*400Judgment, Supreme Court, New York County (Marilyn Shafer, J.), entered April 9, 2003, which granted defendant’s motion for summary judgment dismissing the amended complaint, unanimously affirmed, without costs.
Defendant employer suspended plaintiff employees, issuing a statement that, among other things, there was “concern” about unauthorized persons leaking information to analysts, and that the suspension was in connection with that internal investigation. The statement went on to caution that the suspension was not a judgment that plaintiffs were guilty of any wrongdoing, but any employee found to have leaked information would be subject to swift disciplinary action. Plaintiffs’ offices were sealed by defendant the day after the suspension, and they were fired six weeks later, without comment.

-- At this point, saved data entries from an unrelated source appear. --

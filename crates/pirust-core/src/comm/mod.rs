//! Rank-to-rank communication for the cross-rank reduction.
//!
//! A [`Communicator`] knows its rank and the group size and offers one
//! collective: [`reduce_to_root`](Communicator::reduce_to_root), which folds
//! every rank's payload with a caller-supplied associative function and
//! delivers the result to rank [`ROOT`] only. Every rank must call it,
//! including ranks whose block is empty.
//!
//! - [`LocalGroup`]: ranks are threads of one process, linked by channels.
//! - [`PipeRoot`] / [`PipeWorker`]: ranks are OS processes; workers stream
//!   their payload to the root over a byte pipe (typically stdout).
//! - `MpiComm` (`mpi` feature): ranks are launched by `mpirun` and reduce
//!   over `MPI_COMM_WORLD`.

use crate::PiResult;

mod local;
#[cfg(feature = "mpi")]
mod mpi_comm;
mod pipe;

pub use local::{LocalGroup, LocalRank};
#[cfg(feature = "mpi")]
pub use mpi_comm::MpiComm;
pub use pipe::{read_frame, write_frame, PipeRoot, PipeWorker};

/// Rank that receives the reduced value.
pub const ROOT: usize = 0;

/// Membership in a group of ranks plus the reduce-to-root collective.
pub trait Communicator {
    /// This rank, in `0..size()`.
    fn rank(&self) -> usize;

    /// Number of ranks in the group.
    fn size(&self) -> usize;

    #[inline]
    fn is_root(&self) -> bool {
        self.rank() == ROOT
    }

    /// Folds `payload` with the payloads of all other ranks using `combine`.
    ///
    /// Returns `Some(result)` on the root and `None` elsewhere. `combine`
    /// must be associative; implementations fix the combination order so a
    /// given group always produces the same bytes.
    fn reduce_to_root<F>(&mut self, payload: Vec<u8>, combine: F) -> PiResult<Option<Vec<u8>>>
    where
        F: Fn(&[u8], &[u8]) -> PiResult<Vec<u8>> + Sync;
}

Plaintiffs challenge the dismissal of their defamation claims. The statements in question were subject to the qualified “common interest” privilege, which protects good faith communications between employees and management regarding the employer’s business (Present v Avon Prods., 253 AD2d 183 [1999], lv dismissed 93 NY2d 1032 [1999]). Plaintiffs have not met their burden of raising a triable issue of malice to overcome the privilege (see Shapiro v Health Ins. Plan of Greater N.Y., 7 NY2d 56 [1959]). Their theory that management punished them in an attempt to conceal its own alleged accounting fraud is unsubstantiated by the record. Moreover, the private investigators concluded that plaintiffs had leaked the information. Even if management’s reliance on the investigation were negligent or imprudent for some reason, that reliance would be insufficient to constitute malice, which requires a showing of reckless disregard for the truth (see Sweeney v Prisoners’ Legal Servs. of N.Y., 84 NY2d 786 [1995] [where a failure to investigate was considered mere negligence, insufficient to support a finding of malice]). Concur—Buckley, P.J., Mazzarelli, Andrias, Williams and Sweeny, JJ.